──────── EXERCISE MATERIAL

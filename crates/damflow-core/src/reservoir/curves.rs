/// Rating-curve lookups derived from the storage table.
///
/// All three curves are piecewise linear over the survey samples and
/// extrapolate with the end-segment slope: a simulation step may land
/// slightly outside the calibration range and must still resolve.
/// `elevation_at` is the numeric inverse of `capacity_at`, keyed by the
/// same sample pairs (capacity is strictly monotonic by construction).
use super::table;
use crate::interpolate::piecewise_linear;

/// Storage capacity [MCM] at the given elevation [mdpl].
pub fn capacity_at(elevation: f64) -> f64 {
    piecewise_linear(&table::ELEVATION, &table::CAPACITY, elevation)
}

/// Elevation [mdpl] holding the given storage capacity [MCM].
pub fn elevation_at(capacity: f64) -> f64 {
    piecewise_linear(&table::CAPACITY, &table::ELEVATION, capacity)
}

/// Water surface area [km^2] at the given elevation [mdpl].
pub fn area_at(elevation: f64) -> f64 {
    piecewise_linear(&table::ELEVATION, &table::AREA, elevation)
}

────────────────

Only the lines from the beginning of the entries through the line bearing "step may land" should be returned, each exactly as written.

filename crates/damflow-core/src/reservoir/curves.rs
/// Rating-curve lookups derived from the storage table.
///
/// All three curves are piecewise linear over the survey samples and
/// extrapolate with the end-segment slope: a simulation step may land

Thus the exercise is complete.